Article By Alice Heggie

  "Baroness Hale at University of Kent Graduation" by University of Kent . All Rights Reserved

Baroness Brenda Hale of Richmond has been sworn in as the first female president of the UK’s Supreme Court this week. But this is not her first “first”.

Born in Richmond, North Yorkshire, in 1945, Baroness Hale’s education started at Richmond High School for Girls, which lead her on to studying Law at Girton College, Cambridge. Girton College was one of the first residential colleges for women in England, and at that time its intake was still exclusively women, and was pioneering in its drive for educational and sexual equality, becoming first co-educational and then co-residential during the 1970’s.

After graduating from Girton College top of her class in 1966, Hale began her career as an assistant lecturer in law at the University of Manchester. After being called to the bar in 1969, Hale would unusually focus her career on academia, working part-time as a barrister while teaching at the University of Manchester, becoming Professor of Law in 1986.

Being sworn in at a ceremony earlier this week, Hale can now add becoming the first female president of the UK’s Supreme Court to her already impressive list of “firsts”; in 1989 she was the first woman to be appointed to the Law Commission and in 2004 she was the first woman appointed to be a Law Lord, then in 2009 became the first woman Justice of the Supreme Court and became the first deputy president of the UK’s Supreme Court in 2013. However, it is only this week that she has been joined by another woman on the UK’s highest court, as Lady Justice Black was sworn in as the second female judge of the Supreme Court. Hale was unsurprisingly delighted by Black’s appointment, but hoped “that it won’t take another 13 years before we have a third, fourth and fifth [female] member of this court.”
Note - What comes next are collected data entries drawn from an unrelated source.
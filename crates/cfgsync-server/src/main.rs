use std::{env, sync::Arc, time::Duration};

use cfgsync_core::{EnvFileMaterializer, FsArtifactStore, ReconcileContext, TenantIdentity};
use cfgsync_directory::{ApiDirectory, ApiDirectoryConfig, SnapshotDirectory, SnapshotRefresher};
use cfgsync_server::config::{AppConfig, loader::load_config};
use cfgsync_server::{AppState, ServerBuilder, shutdown_signal};

const DEFAULT_CONFIG_PATH: &str = "cfgsync.toml";

#[derive(Debug, Clone, Copy, PartialEq, Eq)]
enum ConfigSource {
    CliArgument,
    EnvironmentVariable,
    Default,
}

impl std::fmt::Display for ConfigSource {
    fn fmt(&self, f: &mut std::fmt::Formatter<'_>) -> std::fmt::Result {
        match self {
            Self::CliArgument => write!(f, "CLI argument (--config)"),
            Self::EnvironmentVariable => write!(f, "environment variable (CFGSYNC_CONFIG)"),
            Self::Default => write!(f, "default"),
        }
    }
}

#[tokio::main]
async fn main() {
    if let Err(e) = dotenvy::dotenv() {
        if !matches!(e, dotenvy::Error::Io(ref io_err) if io_err.kind() == std::io::ErrorKind::NotFound)
        {
            eprintln!("Warning: Failed to load .env file: {e}");
        }
    }

    cfgsync_server::observability::init_tracing();

    let (config_path, source) = resolve_config_path();
    let cfg = match load_config(Some(&config_path)) {
        Ok(c) => c,
        Err(e) => {
            eprintln!("Configuration error: {e}");
            std::process::exit(2);
        }
    };

    tracing::info!(
        path = %config_path,
        source = %source,
        "Configuration loaded"
    );
    cfgsync_server::observability::apply_logging_level(&cfg.logging.level);

    if let Err(e) = run(cfg).await {
        tracing::error!(error = %e, "agent exited with error");
        std::process::exit(1);
    }
}

async fn run(cfg: AppConfig) -> anyhow::Result<()> {
    let tenant = TenantIdentity::new(cfg.agent.namespace.clone(), cfg.agent.tenant.clone());

    let mut api_config = ApiDirectoryConfig::default()
        .with_base_url(cfg.control_plane.url.clone())
        .with_request_timeout(Duration::from_millis(cfg.control_plane.timeout_ms));
    api_config.token_file = cfg.control_plane.token_file.clone();
    api_config.ca_file = cfg.control_plane.ca_file.clone();
    api_config.tenant_group = cfg.control_plane.tenant_group.clone();
    api_config.tenant_version = cfg.control_plane.tenant_version.clone();
    let live = Arc::new(ApiDirectory::new(api_config)?);

    let snapshot = Arc::new(SnapshotDirectory::new());
    let mut refresher = SnapshotRefresher::new(
        live.clone(),
        snapshot.clone(),
        tenant.clone(),
        Duration::from_millis(cfg.snapshot.refresh_interval_ms),
    );
    if !cfg.snapshot.enabled {
        // Fill the snapshot once, retrying until the control plane answers.
        refresher = refresher.until_synced();
    }
    let refresher_handle = refresher.spawn();

    let ctx = ReconcileContext::new(
        tenant.clone(),
        snapshot.clone(),
        live,
        Arc::new(FsArtifactStore::new(cfg.agent.config_file.clone())),
        Arc::new(EnvFileMaterializer::new(cfg.materializer.cluster_domain.clone())),
    )
    .with_live_timeout(cfg.live_timeout());

    tracing::info!(
        tenant = %tenant,
        config_file = %cfg.agent.config_file.display(),
        snapshot_polling = cfg.snapshot.enabled,
        "agent bound"
    );

    let state = AppState::new(ctx, cfg.request_timeout()).with_snapshot(snapshot);
    let shutdown = async move {
        shutdown_signal().await;
        refresher_handle.shutdown().await;
        tracing::info!("snapshot refresher stopped, draining requests");
    };
    ServerBuilder::new(state)
        .with_config(cfg)
        .build()
        .run_with_shutdown(shutdown)
        .await
}

/// `--config <path>` wins over `CFGSYNC_CONFIG`, which wins over
/// `cfgsync.toml` in the working directory.
fn resolve_config_path() -> (String, ConfigSource) {
    pick_config_path(env::args().skip(1), env::var("CFGSYNC_CONFIG").ok())
}

fn pick_config_path(
    args: impl IntoIterator<Item = String>,
    from_env: Option<String>,
) -> (String, ConfigSource) {
    let mut args = args.into_iter();
    while let Some(arg) = args.next() {
        if let Some(path) = arg.strip_prefix("--config=") {
            return (path.to_string(), ConfigSource::CliArgument);
        }
        if arg == "--config" {
            if let Some(path) = args.next() {
                return (path, ConfigSource::CliArgument);
            }
        }
    }

    match from_env.filter(|p| !p.is_empty()) {
        Some(path) => (path, ConfigSource::EnvironmentVariable),
        None => (DEFAULT_CONFIG_PATH.to_string(), ConfigSource::Default),
    }
}
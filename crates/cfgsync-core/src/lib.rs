//! # cfgsync-core
//!
//! Tiered reconciliation of a node-local configuration artifact against the
//! canonical configuration held by the cluster control plane.
//!
//! ## Overview
//!
//! A caller asks "does the local artifact hash to `H`?" and [`reconcile`]
//! answers with escalating cost and authority:
//!
//! 1. the persisted artifact on disk ([`ArtifactStore`]),
//! 2. a locally cached snapshot of cluster state ([`ResourceDirectory`] with
//!    [`Tier::Cached`]),
//! 3. a live read against the control plane ([`ResourceDirectory`] with
//!    [`Tier::Live`]).
//!
//! The first tier whose digest matches wins; a matching cached or live
//! artifact is written through to disk atomically so the next poll is a
//! local match.
//!
//! This crate defines the seams and the orchestrator. Concrete directories
//! live in `cfgsync-directory`.
//!
//! ## Example
//!
//! ```ignore
//! use cfgsync_core::{Digest, ReconcileContext, reconcile};
//!
//! async fn check(ctx: &ReconcileContext, requested: &str) -> Result<(), cfgsync_core::ReconcileError> {
//!     let digest = Digest::parse(requested)?;
//!     let outcome = reconcile(ctx, &digest).await?;
//!     tracing::info!(verdict = %outcome.verdict, "config checked");
//!     Ok(())
//! }
//! ```

pub mod directory;
mod error;
pub mod materializer;
pub mod reconcile;
pub mod store;
mod types;

pub use directory::{DynDirectory, ResourceDirectory};
pub use error::{DirectoryError, ErrorCategory, MaterializeError, ReconcileError, StoreError};
pub use materializer::{
    DynMaterializer, EnvFileMaterializer, Materialized, Materializer, ROOT_PASSWORD_KEY,
    ROOT_USER_KEY,
};
pub use reconcile::{ReconcileContext, reconcile, reconcile_until};
pub use store::{ArtifactStore, DynArtifactStore, FsArtifactStore, read_local};
pub use types::{
    ConfigArtifact, Digest, EnvVar, LocalObjectReference, ObjectMeta, Pool, ReconcileOutcome,
    SecretRecord, TenantConfigSource, TenantIdentity, TenantRecord, TenantSpec, Tier, Verdict,
};
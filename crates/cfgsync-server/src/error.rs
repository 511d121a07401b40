//! Mapping of reconciliation failures onto HTTP responses.

use axum::{
    Json,
    http::StatusCode,
    response::{IntoResponse, Response},
};
use cfgsync_core::{ErrorCategory, ReconcileError};
use serde_json::json;

/// Wrapper that renders a [`ReconcileError`] as a JSON error body.
#[derive(Debug)]
pub struct ApiError(pub ReconcileError);

impl From<ReconcileError> for ApiError {
    fn from(err: ReconcileError) -> Self {
        Self(err)
    }
}

impl ApiError {
    pub fn status(&self) -> StatusCode {
        match (&self.0, self.0.category()) {
            (ReconcileError::LiveCallTimedOut { .. }, _) => StatusCode::GATEWAY_TIMEOUT,
            (_, ErrorCategory::Validation) => StatusCode::BAD_REQUEST,
            (_, ErrorCategory::Mismatch) => StatusCode::CONFLICT,
            (_, ErrorCategory::ControlPlane) => StatusCode::SERVICE_UNAVAILABLE,
            _ => StatusCode::INTERNAL_SERVER_ERROR,
        }
    }
}

impl IntoResponse for ApiError {
    fn into_response(self) -> Response {
        let status = self.status();
        let err = &self.0;

        if status.is_server_error() {
            tracing::warn!(code = err.code(), error = %err, "config check failed");
        } else {
            tracing::info!(code = err.code(), error = %err, "config check rejected");
        }

        let mut body = json!({
            "error": {
                "code": err.code(),
                "category": err.category().to_string(),
                "message": err.to_string(),
            }
        });
        if let ReconcileError::Unresolvable {
            requested,
            canonical,
        } = err
        {
            body["requested_digest"] = json!(requested.as_str());
            body["canonical_digest"] = json!(canonical.as_str());
        }

        (status, Json(body)).into_response()
    }
}
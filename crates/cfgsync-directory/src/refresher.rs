//! Background task keeping the snapshot warm.
//!
//! Polls an authoritative directory for the bound tenant and its
//! configuration secret and mirrors the answer into a
//! [`SnapshotDirectory`]. Failures leave the snapshot as it was and are
//! retried on the next tick. A refresher built with
//! [`SnapshotRefresher::until_synced`] stops after its first successful
//! pass instead of polling forever.

use std::sync::Arc;
use std::time::Duration;

use tokio::sync::watch;
use tokio::task::JoinHandle;

use cfgsync_core::{DirectoryError, DynDirectory, TenantIdentity};

use crate::snapshot::SnapshotDirectory;

pub struct SnapshotRefresher {
    source: DynDirectory,
    snapshot: Arc<SnapshotDirectory>,
    tenant: TenantIdentity,
    interval: Duration,
    until_synced: bool,
}

impl SnapshotRefresher {
    pub fn new(
        source: DynDirectory,
        snapshot: Arc<SnapshotDirectory>,
        tenant: TenantIdentity,
        interval: Duration,
    ) -> Self {
        Self {
            source,
            snapshot,
            tenant,
            interval,
            until_synced: false,
        }
    }

    /// Stop once a pass succeeds. Failed passes are still retried every
    /// interval.
    #[must_use]
    pub fn until_synced(mut self) -> Self {
        self.until_synced = true;
        self
    }

    /// Runs one sync pass.
    ///
    /// # Errors
    ///
    /// Returns the source directory's error; the snapshot is not modified
    /// in that case.
    pub async fn sync_once(&self) -> Result<(), DirectoryError> {
        let ns = &self.tenant.namespace;
        let fetched = self.source.get_tenant(ns, &self.tenant.name).await?;
        let previous_secret = self
            .snapshot
            .tenant(ns, &self.tenant.name)
            .and_then(|t| t.configuration_name().map(str::to_string));

        let Some(tenant) = fetched else {
            self.snapshot.remove_tenant(ns, &self.tenant.name);
            if let Some(old) = previous_secret {
                self.snapshot.remove_secret(ns, &old);
            }
            tracing::debug!(tenant = %self.tenant, "tenant absent upstream; dropped from snapshot");
            self.snapshot.mark_synced();
            return Ok(());
        };

        let current_secret = tenant.configuration_name().map(str::to_string);
        if let Some(secret_name) = &current_secret {
            match self.source.get_secret(ns, secret_name).await? {
                Some(secret) => self.snapshot.upsert_secret(secret),
                None => {
                    self.snapshot.remove_secret(ns, secret_name);
                }
            }
        }
        if let Some(old) = previous_secret.filter(|old| current_secret.as_ref() != Some(old)) {
            self.snapshot.remove_secret(ns, &old);
        }

        self.snapshot.upsert_tenant(tenant);
        self.snapshot.mark_synced();
        tracing::debug!(tenant = %self.tenant, "snapshot refreshed");
        Ok(())
    }

    /// Starts polling in the background. The first pass runs immediately.
    pub fn spawn(self) -> RefresherHandle {
        let (shutdown_tx, mut shutdown_rx) = watch::channel(false);
        let task = tokio::spawn(async move {
            let mut ticker = tokio::time::interval(self.interval);
            ticker.set_missed_tick_behavior(tokio::time::MissedTickBehavior::Delay);
            loop {
                tokio::select! {
                    _ = ticker.tick() => {
                        match self.sync_once().await {
                            Ok(()) if self.until_synced => {
                                tracing::info!(tenant = %self.tenant, "initial snapshot sync complete");
                                break;
                            }
                            Ok(()) => {}
                            Err(e) => {
                                tracing::warn!(
                                    tenant = %self.tenant,
                                    error = %e,
                                    "snapshot refresh failed, keeping previous state"
                                );
                            }
                        }
                    }
                    changed = shutdown_rx.changed() => {
                        if changed.is_err() || *shutdown_rx.borrow() {
                            break;
                        }
                    }
                }
            }
            tracing::debug!("snapshot refresher stopped");
        });

        RefresherHandle {
            shutdown: shutdown_tx,
            task,
        }
    }
}

/// Handle to a running [`SnapshotRefresher`].
pub struct RefresherHandle {
    shutdown: watch::Sender<bool>,
    task: JoinHandle<()>,
}

impl RefresherHandle {
    /// Stops the refresher and waits for it to exit.
    pub async fn shutdown(self) {
        let _ = self.shutdown.send(true);
        let _ = self.task.await;
    }
}
//! Local artifact store.
//!
//! The store is bound to one path at construction. Replacing the artifact
//! is all-or-nothing: new content is staged in a temporary file next to the
//! artifact and renamed over it, so readers observe either the old or the
//! new bytes, never a partial file.

use std::io::Write;
use std::path::{Path, PathBuf};
use std::sync::Arc;

use async_trait::async_trait;

use crate::error::{ReconcileError, StoreError};
use crate::types::{ConfigArtifact, Digest};

/// Mode the storage process expects on its configuration file.
#[cfg(unix)]
const ARTIFACT_MODE: u32 = 0o644;

/// Persistence for the node-local configuration artifact.
#[async_trait]
pub trait ArtifactStore: Send + Sync {
    /// Path of the artifact, for diagnostics.
    fn path(&self) -> &Path;

    /// Reads the current artifact.
    ///
    /// # Errors
    ///
    /// Returns `StoreError::Read` if the artifact is absent or unreadable.
    async fn read(&self) -> Result<ConfigArtifact, StoreError>;

    /// Replaces the artifact wholesale.
    ///
    /// # Errors
    ///
    /// Returns `StoreError::Write` if staging or swapping fails. The
    /// previous artifact is left untouched in that case.
    async fn write_atomic(&self, artifact: &ConfigArtifact) -> Result<(), StoreError>;
}

/// Type alias for a shareable store.
pub type DynArtifactStore = Arc<dyn ArtifactStore>;

/// Reads the persisted artifact and its digest.
///
/// # Errors
///
/// Returns `ReconcileError::LocalRead` if the artifact cannot be read,
/// including when it does not exist yet.
pub async fn read_local(
    store: &dyn ArtifactStore,
) -> Result<(ConfigArtifact, Digest), ReconcileError> {
    let artifact = store.read().await?;
    let digest = artifact.digest();
    Ok((artifact, digest))
}

/// Filesystem-backed store.
#[derive(Debug, Clone)]
pub struct FsArtifactStore {
    path: PathBuf,
}

impl FsArtifactStore {
    #[must_use]
    pub fn new(path: impl Into<PathBuf>) -> Self {
        Self { path: path.into() }
    }

    fn write_blocking(path: &Path, bytes: &[u8]) -> std::io::Result<()> {
        let dir = match path.parent() {
            Some(parent) if !parent.as_os_str().is_empty() => parent.to_path_buf(),
            _ => PathBuf::from("."),
        };
        std::fs::create_dir_all(&dir)?;

        // Same directory as the target so the rename stays on one filesystem.
        let mut staged = tempfile::Builder::new()
            .prefix(".cfgsync-")
            .suffix(".tmp")
            .tempfile_in(&dir)?;
        staged.write_all(bytes)?;
        staged.as_file().sync_all()?;

        #[cfg(unix)]
        {
            use std::os::unix::fs::PermissionsExt;
            staged
                .as_file()
                .set_permissions(std::fs::Permissions::from_mode(ARTIFACT_MODE))?;
        }

        staged.persist(path).map_err(|e| e.error)?;
        Ok(())
    }
}

#[async_trait]
impl ArtifactStore for FsArtifactStore {
    fn path(&self) -> &Path {
        &self.path
    }

    async fn read(&self) -> Result<ConfigArtifact, StoreError> {
        tokio::fs::read(&self.path)
            .await
            .map(ConfigArtifact::new)
            .map_err(|source| StoreError::Read {
                path: self.path.clone(),
                source,
            })
    }

    async fn write_atomic(&self, artifact: &ConfigArtifact) -> Result<(), StoreError> {
        let path = self.path.clone();
        let bytes = artifact.as_bytes().to_vec();
        let result = tokio::task::spawn_blocking(move || Self::write_blocking(&path, &bytes))
            .await
            .unwrap_or_else(|join_err| Err(std::io::Error::other(join_err)));

        result.map_err(|source| StoreError::Write {
            path: self.path.clone(),
            source,
        })?;

        tracing::debug!(
            path = %self.path.display(),
            bytes = artifact.len(),
            "config artifact replaced"
        );
        Ok(())
    }
}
Baroness Hale has ruled on many high-profile cases, including the government’s Brexit appeal and the appeal from the parents of Charlie Gard. Earlier this year she was on the panel of justices who, in a landmark case, ruled in favour of a man who was fighting to give his husband the same pension rights as a wife would receive. She has also had significant a roles in numerous important legislative reforms, including the Children Act 1989, a crucial piece of legislation protecting children, the Family Law Act 1996 and the Mental Health Act 2005.

Hale succeeds Lord Neuberger as president of the UK’s Supreme Court, and spoke of her appointment as “a great honour and a challenge”. She is champion of diversity in the judiciary and is openly critical of the court on the matter, previously stating that the appointment of judges is “not only mainly male, overwhelmingly white, but also largely the product of a limited range of educational institutions and social backgrounds”.

In 2011, Baroness Hale was awarded an honorary doctorate by the University of Kent for her contribution to the law profession.